[Stored data entries]
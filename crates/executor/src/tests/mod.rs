//! Test modules for the executor crate.

pub mod completion;
pub mod properties;

use std::cell::RefCell;
use std::rc::Rc;

use bibliophant_core::{Article, Author, Journal, Record, RecordKind};
use bibliophant_storage::{Catalog, Transaction};

use crate::{Command, Context, Engine, Error, Output, Result, Role};

/// A valid article.
pub(crate) fn article(key: &str, title: &str, last: &str, journal: &str) -> Record {
    let year = key[..4].parse().unwrap();
    Record::new(
        key,
        title,
        year,
        vec![Author::new(last, Some("Ann")).unwrap()],
        RecordKind::Article(Article {
            journal: Journal::new(journal),
            volume: None,
            number: None,
            pages: None,
            eprint: None,
            abstract_text: None,
        }),
    )
}

/// Log of what the stub commands saw.
pub(crate) type Trace = Rc<RefCell<Vec<String>>>;

/// Inserts an article under the key given as argument and produces it.
pub(crate) struct Emit(pub Trace);

impl Command for Emit {
    fn execute(
        &self,
        args: &str,
        txn: &mut Transaction<'_>,
        _ctx: &mut Context,
        input: Option<Output>,
    ) -> Result<Option<Output>> {
        self.0.borrow_mut().push(format!("emit {} {:?}", args, keys(&input)));
        let key = if args.is_empty() { "2012GregoryStone" } else { args };
        let record = article(key, "Some Long Title", "Gregory", "Physical Review");
        txn.insert(record.clone())?;
        let mut records = input.map(Output::into_records).unwrap_or_default();
        records.push(record);
        Ok(Some(Output::Records(records)))
    }

    fn complete(&self, partial: &str, catalog: &Catalog) -> Vec<String> {
        crate::complete_word(partial, catalog.records.keys().map(String::as_str))
    }
}

/// Passes its input on and logs it.
pub(crate) struct Pass(pub Trace);

impl Command for Pass {
    fn execute(
        &self,
        args: &str,
        _txn: &mut Transaction<'_>,
        _ctx: &mut Context,
        input: Option<Output>,
    ) -> Result<Option<Output>> {
        self.0.borrow_mut().push(format!("pass {} {:?}", args, keys(&input)));
        Ok(input)
    }
}

/// Logs its input and produces nothing.
pub(crate) struct Sink(pub Trace);

impl Command for Sink {
    fn execute(
        &self,
        args: &str,
        _txn: &mut Transaction<'_>,
        _ctx: &mut Context,
        input: Option<Output>,
    ) -> Result<Option<Output>> {
        self.0.borrow_mut().push(format!("sink {} {:?}", args, keys(&input)));
        Ok(None)
    }
}

/// Always aborts.
pub(crate) struct Fail(pub Trace);

impl Command for Fail {
    fn execute(
        &self,
        _args: &str,
        _txn: &mut Transaction<'_>,
        _ctx: &mut Context,
        _input: Option<Output>,
    ) -> Result<Option<Output>> {
        self.0.borrow_mut().push("fail".to_string());
        Err(Error::aborted("failed on purpose"))
    }
}

/// Asks the session to end.
pub(crate) struct Quit;

impl Command for Quit {
    fn execute(
        &self,
        _args: &str,
        _txn: &mut Transaction<'_>,
        ctx: &mut Context,
        _input: Option<Output>,
    ) -> Result<Option<Output>> {
        ctx.request_exit();
        Ok(None)
    }
}

pub(crate) fn keys(output: &Option<Output>) -> Vec<String> {
    output
        .as_ref()
        .map(|o| o.records().iter().map(|r| r.key.clone()).collect())
        .unwrap_or_default()
}

/// An engine of stub commands, one per role, plus a failing one and a
/// solo `quit`.
pub(crate) fn stub_engine(trace: &Trace) -> Engine {
    Engine::builder()
        .register("quit", Role::ClosedClosed, Quit)
        .register("emit", Role::ClosedProducing, Emit(Rc::clone(trace)))
        .register("pass", Role::ReceivingProducing, Pass(Rc::clone(trace)))
        .register("fail", Role::ReceivingProducing, Fail(Rc::clone(trace)))
        .register("sink", Role::ReceivingClosed, Sink(Rc::clone(trace)))
        .build()
        .unwrap()
}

# Task to carry out
Please retype the data above exactly, including every line.

# Finished exercise
filename crates/executor/src/tests/mod.rs
//! Test modules for the executor crate.

pub mod completion;
pub mod properties;

use std::cell::RefCell;
use std::rc::Rc;

use bibliophant_core::{Article, Author, Journal, Record, RecordKind};
use bibliophant_storage::{Catalog, Transaction};

use crate::{Command, Context, Engine, Error, Output, Result, Role};

/// A valid article.
pub(crate) fn article(key: &str, title: &str, last: &str, journal: &str) -> Record {
    let year = key[..4].parse().unwrap();
    Record::new(
        key,
        title,
        year,
        vec![Author::new(last, Some("Ann")).unwrap()],
        RecordKind::Article(Article {
            journal: Journal::new(journal),
            volume: None,
            number: None,
            pages: None,
            eprint: None,
            abstract_text: None,
        }),
    )
}

/// Log of what the stub commands saw.
pub(crate) type Trace = Rc<RefCell<Vec<String>>>;

/// Inserts an article under the key given as argument and produces it.
pub(crate) struct Emit(pub Trace);

impl Command for Emit {
    fn execute(
        &self,
        args: &str,
        txn: &mut Transaction<'_>,
        _ctx: &mut Context,
        input: Option<Output>,
    ) -> Result<Option<Output>> {
        self.0.borrow_mut().push(format!("emit {} {:?}", args, keys(&input)));
        let key = if args.is_empty() { "2012GregoryStone" } else { args };
        let record = article(key, "Some Long Title", "Gregory", "Physical Review");
        txn.insert(record.clone())?;
        let mut records = input.map(Output::into_records).unwrap_or_default();
        records.push(record);
        Ok(Some(Output::Records(records)))
    }

    fn complete(&self, partial: &str, catalog: &Catalog) -> Vec<String> {
        crate::complete_word(partial, catalog.records.keys().map(String::as_str))
    }
}

/// Passes its input on and logs it.
pub(crate) struct Pass(pub Trace);

impl Command for Pass {
    fn execute(
        &self,
        args: &str,
        _txn: &mut Transaction<'_>,
        _ctx: &mut Context,
        input: Option<Output>,
    ) -> Result<Option<Output>> {
        self.0.borrow_mut().push(format!("pass {} {:?}", args, keys(&input)));
        Ok(input)
    }
}

/// Logs its input and produces nothing.
pub(crate) struct Sink(pub Trace);

impl Command for Sink {
    fn execute(
        &self,
        args: &str,
        _txn: &mut Transaction<'_>,
        _ctx: &mut Context,
        input: Option<Output>,
    ) -> Result<Option<Output>> {
        self.0.borrow_mut().push(format!("sink {} {:?}", args, keys(&input)));
        Ok(None)
    }
}

/// Always aborts.
pub(crate) struct Fail(pub Trace);

impl Command for Fail {
    fn execute(
        &self,
        _args: &str,
        _txn: &mut Transaction<'_>,
        _ctx: &mut Context,
        _input: Option<Output>,
    ) -> Result<Option<Output>> {
        self.0.borrow_mut().push("fail".to_string());
        Err(Error::aborted("failed on purpose"))
    }
}

/// Asks the session to end.
pub(crate) struct Quit;

impl Command for Quit {
    fn execute(
        &self,
        _args: &str,
        _txn: &mut Transaction<'_>,
        ctx: &mut Context,
        _input: Option<Output>,
    ) -> Result<Option<Output>> {
        ctx.request_exit();
        Ok(None)
    }
}

pub(crate) fn keys(output: &Option<Output>) -> Vec<String> {
    output
        .as_ref()
        .map(|o| o.records().iter().map(|r| r.key.clone()).collect())
        .unwrap_or_default()
}

/// An engine of stub commands, one per role, plus a failing one and a
/// solo `quit`.
pub(crate) fn stub_engine(trace: &Trace) -> Engine {
    Engine::builder()
        .register("quit", Role::ClosedClosed, Quit)
        .register("emit", Role::ClosedProducing, Emit(Rc::clone(trace)))
        .register("pass", Role::ReceivingProducing, Pass(Rc::clone(trace)))
        .register("fail", Role::ReceivingProducing, Fail(Rc::clone(trace)))
        .register("sink", Role::ReceivingClosed, Sink(Rc::clone(trace)))
        .build()
        .unwrap()
}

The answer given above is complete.